Seaward Electronic Limited Terms and Conditions of Sale

These are the legal terms and conditions (Terms) on which Seaward Electronic Limited (company number 01674384) registered in England and Wales whose registered office is at 18 Bracken Hill, South West Industrial Estate, Peterlee, County Durham, SR8 2SW (Seller), supplies goods (Goods) and/or repair, calibration and other services (Services) to you (Purchaser).

All quotations, contracts and goods and/or services supplied by the Seller are governed by these Terms unless otherwise stated by the Seller in writing.

  1. Basis of contract
    1. Quotations may be requested from the Seller by the Purchaser using the Seller's website, by telephone or by email. Any quotation given by the Seller shall not constitute an offer and is only valid for thirty (30) days from its date of issue.

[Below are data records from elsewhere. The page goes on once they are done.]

//! Token codec trait

use std::fmt::Debug;

use chrono::Duration;

use super::claims::{IssuedToken, TokenClaims};
use super::verification::VerificationResult;
use crate::domain::principal::Principal;
use crate::domain::AuthError;

/// Creates and checks signed, time-bounded tokens
pub trait TokenCodec: Send + Sync + Debug {
    /// Sign a token for `principal`, valid from now for `ttl`
    fn issue(&self, principal: &Principal, ttl: Duration) -> Result<IssuedToken, AuthError>;

    /// Decode a token, check its signature and expiry, and return its claims
    fn verify(&self, token: &str) -> Result<TokenClaims, AuthError>;

    fn parse(&self, token: &str) -> VerificationResult {
        match self.verify(token) {
            Ok(claims) => VerificationResult::Valid(claims.principal()),
            Err(e) => VerificationResult::from_error(&e),
        }
    }
}
//! Per-request authentication state machine

use crate::domain::principal::Principal;
use crate::domain::token::VerificationResult;
use crate::domain::AuthError;

/// Where a single request stands in the authentication flow
///
/// Every request starts `Anonymous`. `Authenticated` and `Rejected` are
/// terminal; a rejected login must be resubmitted as a new request.
#[derive(Debug, Clone, PartialEq, Eq, Default)]
pub enum GateState {
    #[default]
    Anonymous,
    Authenticating,
    Authenticated(Principal),
    Rejected(AuthError),
}

/// Input driving a [`GateState`] transition
#[derive(Debug, Clone)]
pub enum GateEvent {
    LoginSubmitted,
    CredentialsAccepted(Principal),
    CredentialsRejected(AuthError),
    TokenPresented(VerificationResult),
}

impl GateState {
    pub fn is_terminal(&self) -> bool {
        matches!(self, Self::Authenticated(_) | Self::Rejected(_))
    }

    /// Apply an event. Events that are not valid for the current state leave
    /// it unchanged.
    pub fn apply(self, event: GateEvent) -> Self {
        match (self, event) {
            (Self::Anonymous, GateEvent::LoginSubmitted) => Self::Authenticating,
            (Self::Authenticating, GateEvent::CredentialsAccepted(principal)) => {
                Self::Authenticated(principal)
            }
            (Self::Authenticating, GateEvent::CredentialsRejected(error)) => Self::Rejected(error),
            (state, GateEvent::TokenPresented(result)) if !state.is_terminal() => {
                match result.into_result() {
                    Ok(principal) => Self::Authenticated(principal),
                    Err(error) => Self::Rejected(error),
                }
            }
            (state, _) => state,
        }
    }

    pub fn principal(&self) -> Option<&Principal> {
        match self {
            Self::Authenticated(principal) => Some(principal),
            _ => None,
        }
    }

    /// Collapse a terminal state into a result. A state that never reached a
    /// terminal point counts as an internal error.
    pub fn into_result(self) -> Result<Principal, AuthError> {
        match self {
            Self::Authenticated(principal) => Ok(principal),
            Self::Rejected(error) => Err(error),
            Self::Anonymous | Self::Authenticating => Err(AuthError::internal(
                "authentication did not reach a terminal state",
            )),
        }
    }
}

impl std::fmt::Display for GateState {
    fn fmt(&self, f: &mut std::fmt::Formatter<'_>) -> std::fmt::Result {
        match self {
            Self::Anonymous => write!(f, "anonymous"),
            Self::Authenticating => write!(f, "authenticating"),
            Self::Authenticated(principal) => write!(f, "authenticated({})", principal.id()),
            Self::Rejected(error) => write!(f, "rejected({})", error.kind()),
        }
    }
}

    2. Where the Purchaser accepts the Seller's quotation, it must place an order with the Seller by contacting the Seller directly (Order). There shall be no contract between, or obligations on, either party until a valid order confirmation has been issued in writing (including via email) by the Seller to the Purchaser (Order Confirmation), at which point the contract between the Seller and the Purchaser shall come into existence (Contract).
    3. These Terms apply to the Contract to the exclusion of any other terms that the Purchaser seeks to impose or incorporate, or which are implied by trade, customer practice or course of dealing. No variation of these Terms shall be binding on the Seller unless and until the variation has been accepted in writing by a duly authorised person on behalf of the Seller.

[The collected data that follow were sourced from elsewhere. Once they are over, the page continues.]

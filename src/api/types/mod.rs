//! Request and response types shared by the HTTP handlers

pub mod error;
pub mod json;

pub use error::{ApiError, ApiErrorResponse, ApiErrorType};
pub use json::Json;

    4. The Contract and the documents referred to in it constitute the entire agreement between the parties. The Purchaser acknowledges that it has not relied on any statement, promise, representation, assurance or warranty made or given by or on behalf of the Seller that is not set out in the Contract.
  2. Price and Delivery
    1. The Goods are as described on the Seller's website from time to time.
    2. The Supplier shall deliver the Goods to the location set out in the Order or such other location as the parties may agree (Delivery Location) at any time after the Seller notifies the Customer that the Goods are ready. Delivery of the Goods shall be completed at the Good's arrival at the Delivery Location.
    3. All prices for Goods and Services provided under these Terms are exclusive of VAT.
    4. Unless otherwise agreed, delivery will be ex-works and the Goods will be packed to the Seller's normal specifications in non-returnable packing. Carriage will be arranged at the request and at the sole expense of the Purchaser.
    5. Where applicable, delivery charges will be added to the price of the Goods and detailed in the Order Confirmation.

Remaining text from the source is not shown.